//! Typed view of DICOM-JSON datasets (PS3.18 Annex F).
//!
//! Attributes are kept as an [`Element`] variant instead of free-form JSON so that
//! normalization is an explicit transformation over the possible shapes.

mod bulkdata;
mod normalize;

pub use bulkdata::*;
pub use normalize::*;

use crate::types::tag_key;
use dicom::core::{Tag, VR};
use serde::de::Error as _;
use serde::ser::SerializeMap;
use serde::{Deserialize, Deserializer, Serialize, Serializer};
use serde_json::Value;
use std::collections::BTreeMap;
use std::str::FromStr;
use thiserror::Error;

const VR_KEY: &str = "vr";
const VALUE_KEY: &str = "Value";
const BULK_DATA_URI_KEY: &str = "BulkDataURI";
const INLINE_BINARY_KEY: &str = "InlineBinary";

#[derive(Debug, Error)]
pub enum DatasetError {
	#[error("invalid DICOM-JSON: {0}")]
	Json(#[from] serde_json::Error),
}

/// A DICOM-JSON object: attribute key (eight uppercase hex digits) to element.
#[derive(Debug, Clone, Default, PartialEq, Serialize, Deserialize)]
#[serde(transparent)]
pub struct Dataset(BTreeMap<String, Element>);

impl Dataset {
	pub fn new() -> Self {
		Self::default()
	}

	pub fn from_json(value: Value) -> Result<Self, DatasetError> {
		Ok(serde_json::from_value(value)?)
	}

	pub fn to_json(&self) -> Result<Value, DatasetError> {
		Ok(serde_json::to_value(self)?)
	}

	pub fn get(&self, tag: Tag) -> Option<&Element> {
		self.0.get(&tag_key(tag))
	}

	pub fn get_mut(&mut self, tag: Tag) -> Option<&mut Element> {
		self.0.get_mut(&tag_key(tag))
	}

	/// Looks up an attribute by its DICOM-JSON key. Keys are compared case-insensitively.
	pub fn get_key(&self, key: &str) -> Option<&Element> {
		self.0
			.get(key)
			.or_else(|| self.0.get(&key.to_ascii_uppercase()))
	}

	pub fn insert(&mut self, tag: Tag, element: Element) -> Option<Element> {
		self.0.insert(tag_key(tag), element)
	}

	pub fn remove(&mut self, tag: Tag) -> Option<Element> {
		self.0.remove(&tag_key(tag))
	}

	/// The first value of the attribute as a string, if it has one.
	pub fn string(&self, tag: Tag) -> Option<&str> {
		self.get(tag)?.first_value()?.as_str()
	}

	pub fn len(&self) -> usize {
		self.0.len()
	}

	pub fn is_empty(&self) -> bool {
		self.0.is_empty()
	}

	pub fn iter(&self) -> impl Iterator<Item = (&String, &Element)> {
		self.0.iter()
	}

	pub fn iter_mut(&mut self) -> impl Iterator<Item = (&String, &mut Element)> {
		self.0.iter_mut()
	}
}

impl FromIterator<(Tag, Element)> for Dataset {
	fn from_iter<T: IntoIterator<Item = (Tag, Element)>>(iter: T) -> Self {
		Self(
			iter.into_iter()
				.map(|(tag, element)| (tag_key(tag), element))
				.collect(),
		)
	}
}

/// One attribute of a [`Dataset`].
#[derive(Debug, Clone, PartialEq)]
pub enum Element {
	/// Primitive values: strings, numbers or person name objects. An empty list is
	/// serialized without a `Value` key.
	Inline { vr: Option<String>, values: Vec<Value> },
	/// A sequence of nested datasets.
	Sequence { items: Vec<Dataset> },
	/// A reference to bulk data that must be fetched separately.
	BulkData { vr: Option<String>, uri: String },
	/// Base64 encoded binary value.
	InlineBinary { vr: Option<String>, data: String },
}

impl Element {
	pub fn inline(vr: &str, values: impl IntoIterator<Item = impl Into<Value>>) -> Self {
		Self::Inline {
			vr: Some(vr.to_owned()),
			values: values.into_iter().map(Into::into).collect(),
		}
	}

	pub fn vr(&self) -> Option<&str> {
		match self {
			Self::Inline { vr, .. } | Self::BulkData { vr, .. } | Self::InlineBinary { vr, .. } => {
				vr.as_deref()
			}
			Self::Sequence { .. } => Some("SQ"),
		}
	}

	/// The parsed value representation, if the element declares a known one.
	pub fn value_representation(&self) -> Option<VR> {
		self.vr().and_then(|vr| VR::from_str(vr).ok())
	}

	pub fn values(&self) -> &[Value] {
		match self {
			Self::Inline { values, .. } => values,
			_ => &[],
		}
	}

	pub fn first_value(&self) -> Option<&Value> {
		self.values().first()
	}

	pub fn bulk_data_uri(&self) -> Option<&str> {
		match self {
			Self::BulkData { uri, .. } => Some(uri),
			_ => None,
		}
	}
}

#[derive(Deserialize)]
struct RawElement {
	vr: Option<String>,
	#[serde(rename = "Value")]
	value: Option<Vec<Value>>,
	#[serde(rename = "BulkDataURI")]
	bulk_data_uri: Option<String>,
	#[serde(rename = "InlineBinary")]
	inline_binary: Option<String>,
}

impl<'de> Deserialize<'de> for Element {
	fn deserialize<D: Deserializer<'de>>(deserializer: D) -> Result<Self, D::Error> {
		let raw = RawElement::deserialize(deserializer)?;

		if let Some(uri) = raw.bulk_data_uri {
			return Ok(Self::BulkData { vr: raw.vr, uri });
		}
		if let Some(data) = raw.inline_binary {
			return Ok(Self::InlineBinary { vr: raw.vr, data });
		}

		// A null `Value` is the DICOM-JSON representation of an empty attribute.
		let values = raw.value.unwrap_or_default();
		if raw.vr.as_deref() == Some("SQ") {
			let items = values
				.into_iter()
				.map(|item| serde_json::from_value(item).map_err(D::Error::custom))
				.collect::<Result<Vec<Dataset>, _>>()?;
			return Ok(Self::Sequence { items });
		}

		Ok(Self::Inline { vr: raw.vr, values })
	}
}

impl Serialize for Element {
	fn serialize<S: Serializer>(&self, serializer: S) -> Result<S::Ok, S::Error> {
		let mut map = serializer.serialize_map(None)?;
		if let Some(vr) = self.vr() {
			map.serialize_entry(VR_KEY, vr)?;
		}
		match self {
			Self::Inline { values, .. } => {
				if !values.is_empty() {
					map.serialize_entry(VALUE_KEY, values)?;
				}
			}
			Self::Sequence { items } => {
				if !items.is_empty() {
					map.serialize_entry(VALUE_KEY, items)?;
				}
			}
			Self::BulkData { uri, .. } => map.serialize_entry(BULK_DATA_URI_KEY, uri)?,
			Self::InlineBinary { data, .. } => map.serialize_entry(INLINE_BINARY_KEY, data)?,
		}
		map.end()
	}
}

# # # # #

:: Instructions for the task ::
The records above must be transcribed without a single omission.

:: Completed task ::
//! Typed view of DICOM-JSON datasets (PS3.18 Annex F).
//!
//! Attributes are kept as an [`Element`] variant instead of free-form JSON so that
//! normalization is an explicit transformation over the possible shapes.

mod bulkdata;
mod normalize;

pub use bulkdata::*;
pub use normalize::*;

use crate::types::tag_key;
use dicom::core::{Tag, VR};
use serde::de::Error as _;
use serde::ser::SerializeMap;
use serde::{Deserialize, Deserializer, Serialize, Serializer};
use serde_json::Value;
use std::collections::BTreeMap;
use std::str::FromStr;
use thiserror::Error;

const VR_KEY: &str = "vr";
const VALUE_KEY: &str = "Value";
const BULK_DATA_URI_KEY: &str = "BulkDataURI";
const INLINE_BINARY_KEY: &str = "InlineBinary";

#[derive(Debug, Error)]
pub enum DatasetError {
	#[error("invalid DICOM-JSON: {0}")]
	Json(#[from] serde_json::Error),
}

/// A DICOM-JSON object: attribute key (eight uppercase hex digits) to element.
#[derive(Debug, Clone, Default, PartialEq, Serialize, Deserialize)]
#[serde(transparent)]
pub struct Dataset(BTreeMap<String, Element>);

impl Dataset {
	pub fn new() -> Self {
		Self::default()
	}

	pub fn from_json(value: Value) -> Result<Self, DatasetError> {
		Ok(serde_json::from_value(value)?)
	}

	pub fn to_json(&self) -> Result<Value, DatasetError> {
		Ok(serde_json::to_value(self)?)
	}

	pub fn get(&self, tag: Tag) -> Option<&Element> {
		self.0.get(&tag_key(tag))
	}

	pub fn get_mut(&mut self, tag: Tag) -> Option<&mut Element> {
		self.0.get_mut(&tag_key(tag))
	}

	/// Looks up an attribute by its DICOM-JSON key. Keys are compared case-insensitively.
	pub fn get_key(&self, key: &str) -> Option<&Element> {
		self.0
			.get(key)
			.or_else(|| self.0.get(&key.to_ascii_uppercase()))
	}

	pub fn insert(&mut self, tag: Tag, element: Element) -> Option<Element> {
		self.0.insert(tag_key(tag), element)
	}

	pub fn remove(&mut self, tag: Tag) -> Option<Element> {
		self.0.remove(&tag_key(tag))
	}

	/// The first value of the attribute as a string, if it has one.
	pub fn string(&self, tag: Tag) -> Option<&str> {
		self.get(tag)?.first_value()?.as_str()
	}

	pub fn len(&self) -> usize {
		self.0.len()
	}

	pub fn is_empty(&self) -> bool {
		self.0.is_empty()
	}

	pub fn iter(&self) -> impl Iterator<Item = (&String, &Element)> {
		self.0.iter()
	}

	pub fn iter_mut(&mut self) -> impl Iterator<Item = (&String, &mut Element)> {
		self.0.iter_mut()
	}
}

impl FromIterator<(Tag, Element)> for Dataset {
	fn from_iter<T: IntoIterator<Item = (Tag, Element)>>(iter: T) -> Self {
		Self(
			iter.into_iter()
				.map(|(tag, element)| (tag_key(tag), element))
				.collect(),
		)
	}
}

/// One attribute of a [`Dataset`].
#[derive(Debug, Clone, PartialEq)]
pub enum Element {
	/// Primitive values: strings, numbers or person name objects. An empty list is
	/// serialized without a `Value` key.
	Inline { vr: Option<String>, values: Vec<Value> },
	/// A sequence of nested datasets.
	Sequence { items: Vec<Dataset> },
	/// A reference to bulk data that must be fetched separately.
	BulkData { vr: Option<String>, uri: String },
	/// Base64 encoded binary value.
	InlineBinary { vr: Option<String>, data: String },
}

impl Element {
	pub fn inline(vr: &str, values: impl IntoIterator<Item = impl Into<Value>>) -> Self {
		Self::Inline {
			vr: Some(vr.to_owned()),
			values: values.into_iter().map(Into::into).collect(),
		}
	}

	pub fn vr(&self) -> Option<&str> {
		match self {
			Self::Inline { vr, .. } | Self::BulkData { vr, .. } | Self::InlineBinary { vr, .. } => {
				vr.as_deref()
			}
			Self::Sequence { .. } => Some("SQ"),
		}
	}

	/// The parsed value representation, if the element declares a known one.
	pub fn value_representation(&self) -> Option<VR> {
		self.vr().and_then(|vr| VR::from_str(vr).ok())
	}

	pub fn values(&self) -> &[Value] {
		match self {
			Self::Inline { values, .. } => values,
			_ => &[],
		}
	}

	pub fn first_value(&self) -> Option<&Value> {
		self.values().first()
	}

	pub fn bulk_data_uri(&self) -> Option<&str> {
		match self {
			Self::BulkData { uri, .. } => Some(uri),
			_ => None,
		}
	}
}

#[derive(Deserialize)]
struct RawElement {
	vr: Option<String>,
	#[serde(rename = "Value")]
	value: Option<Vec<Value>>,
	#[serde(rename = "BulkDataURI")]
	bulk_data_uri: Option<String>,
	#[serde(rename = "InlineBinary")]
	inline_binary: Option<String>,
}

impl<'de> Deserialize<'de> for Element {
	fn deserialize<D: Deserializer<'de>>(deserializer: D) -> Result<Self, D::Error> {
		let raw = RawElement::deserialize(deserializer)?;

		if let Some(uri) = raw.bulk_data_uri {
			return Ok(Self::BulkData { vr: raw.vr, uri });
		}
		if let Some(data) = raw.inline_binary {
			return Ok(Self::InlineBinary { vr: raw.vr, data });
		}

		// A null `Value` is the DICOM-JSON representation of an empty attribute.
		let values = raw.value.unwrap_or_default();
		if raw.vr.as_deref() == Some("SQ") {
			let items = values
				.into_iter()
				.map(|item| serde_json::from_value(item).map_err(D::Error::custom))
				.collect::<Result<Vec<Dataset>, _>>()?;
			return Ok(Self::Sequence { items });
		}

		Ok(Self::Inline { vr: raw.vr, values })
	}
}

impl Serialize for Element {
	fn serialize<S: Serializer>(&self, serializer: S) -> Result<S::Ok, S::Error> {
		let mut map = serializer.serialize_map(None)?;
		if let Some(vr) = self.vr() {
			map.serialize_entry(VR_KEY, vr)?;
		}
		match self {
			Self::Inline { values, .. } => {
				if !values.is_empty() {
					map.serialize_entry(VALUE_KEY, values)?;
				}
			}
			Self::Sequence { items } => {
				if !items.is_empty() {
					map.serialize_entry(VALUE_KEY, items)?;
				}
			}
			Self::BulkData { uri, .. } => map.serialize_entry(BULK_DATA_URI_KEY, uri)?,
			Self::InlineBinary { data, .. } => map.serialize_entry(INLINE_BINARY_KEY, data)?,
		}
		map.end()
	}
}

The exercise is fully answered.